1 Veteran Foundation is no different — the foundation provides services to veterans who suffer from post-traumatic stress disorder (PTSD).
Veteran Affairs says eleven to 20 percent of veterans who served in either Operation Iraqi Freedom or Enduring Freedom, struggle with PTSD in a given year.
David Gardner is one of those veterans, but with the help of his service dog, he’s coping with the disorder.
“Since day one, she’s been my ride or die and she goes pretty much everywhere I do, unless I’m on a motorcycle,” he said.
Gardner served seven years in the Army and deployed to Iraq in 2006.
“I recognized I had PTSD — probably a good five-six years ago. But, you know, like being a father. I kind of put myself on the back burner on taking care of myself. And like I said it wasn’t until I met Brian, that this became the best option for me,” he said.
Gardner found 1 Veteran Foundation, the group gave him the opportunity to train his service dog to help him combat PTSD — through his motorcycle association.
Brian Latta, the Vice President of the foundation says since 2015 more than 20 veterans have been paired with dogs.
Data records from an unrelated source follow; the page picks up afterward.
use crate::scene::Params;

/// Bounded-rate channel for operator parameter tweaks: updates merge
/// latest-value-wins and are released at most once per interval.
#[derive(Debug, Clone)]
pub struct ParamThrottle {
    min_interval_ms: u64,
    pending: Params,
    last_emit_ms: Option<u64>,
}

impl ParamThrottle {
    pub fn new(min_interval_ms: u64) -> Self {
        Self {
            min_interval_ms,
            pending: Params::new(),
            last_emit_ms: None,
        }
    }

    /// Merges `partial` into the pending batch; later values overwrite
    /// earlier ones for the same key.
    pub fn push(&mut self, partial: &Params) {
        for (key, value) in partial {
            self.pending.insert(key.clone(), value.clone());
        }
    }

    pub fn has_pending(&self) -> bool {
        !self.pending.is_empty()
    }

    /// Releases the pending batch if the interval since the last emit has
    /// passed.
    pub fn poll(&mut self, now_ms: u64) -> Option<Params> {
        if self.pending.is_empty() {
            return None;
        }
        if let Some(last) = self.last_emit_ms {
            if now_ms.saturating_sub(last) < self.min_interval_ms {
                return None;
            }
        }
        self.last_emit_ms = Some(now_ms);
        Some(std::mem::take(&mut self.pending))
    }

    /// Drops anything pending, e.g. when the item changes.
    pub fn clear(&mut self) {
        self.pending.clear();
    }
}

#[cfg(test)]
mod tests {
    use serde_json::json;

    use super::*;

    fn partial(value: serde_json::Value) -> Params {
        value.as_object().cloned().unwrap()
    }

    #[test]
    fn first_update_goes_out_immediately() {
        let mut throttle = ParamThrottle::new(50);
        throttle.push(&partial(json!({ "speed": 1.5 })));
        assert_eq!(throttle.poll(0), Some(partial(json!({ "speed": 1.5 }))));
        assert!(throttle.poll(1).is_none());
    }

    #[test]
    fn latest_value_wins_within_interval() {
        let mut throttle = ParamThrottle::new(50);
        throttle.push(&partial(json!({ "speed": 1.0 })));
        throttle.poll(0);

        throttle.push(&partial(json!({ "speed": 1.2, "a": 3 })));
        throttle.push(&partial(json!({ "speed": 2.0 })));
        assert!(throttle.poll(20).is_none());
        assert!(throttle.has_pending());
        assert_eq!(
            throttle.poll(50),
            Some(partial(json!({ "speed": 2.0, "a": 3 })))
        );
        assert!(!throttle.has_pending());
    }
}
However, like many organizations, donations are dropping and 1 Veterans Foundation has another seven vets on the waiting list.
When Mark Lacy, the founder of Southern Arizona Musicians for Healing, another PTSD organization, heard about the need he stepped up to help the cause. He raised thousands of dollars for Gardner.
“We’re all in this together, and it doesn’t matter the tax id number, etc. because we’re all here to help one. We’re all here to help veterans. We’re here to help military and we’re here to help first responders, no matter police officers fire department, a nurse, doctor,” said Lacy.
As Garnder awaits his companion’s month away to undergo training, he shared his advice to other veterans who might find themselves in the same situation.
“I sat on it for five-six years before I even decided to do anything. The stigma is there but you got to worry about yourself. You got to take care of yourself first and foremost. Most military guys, we want to help people,” said Gardner. “If you’re going through some me definitely need to talk to somebody, reach out. I got lucky and he reached out to me.”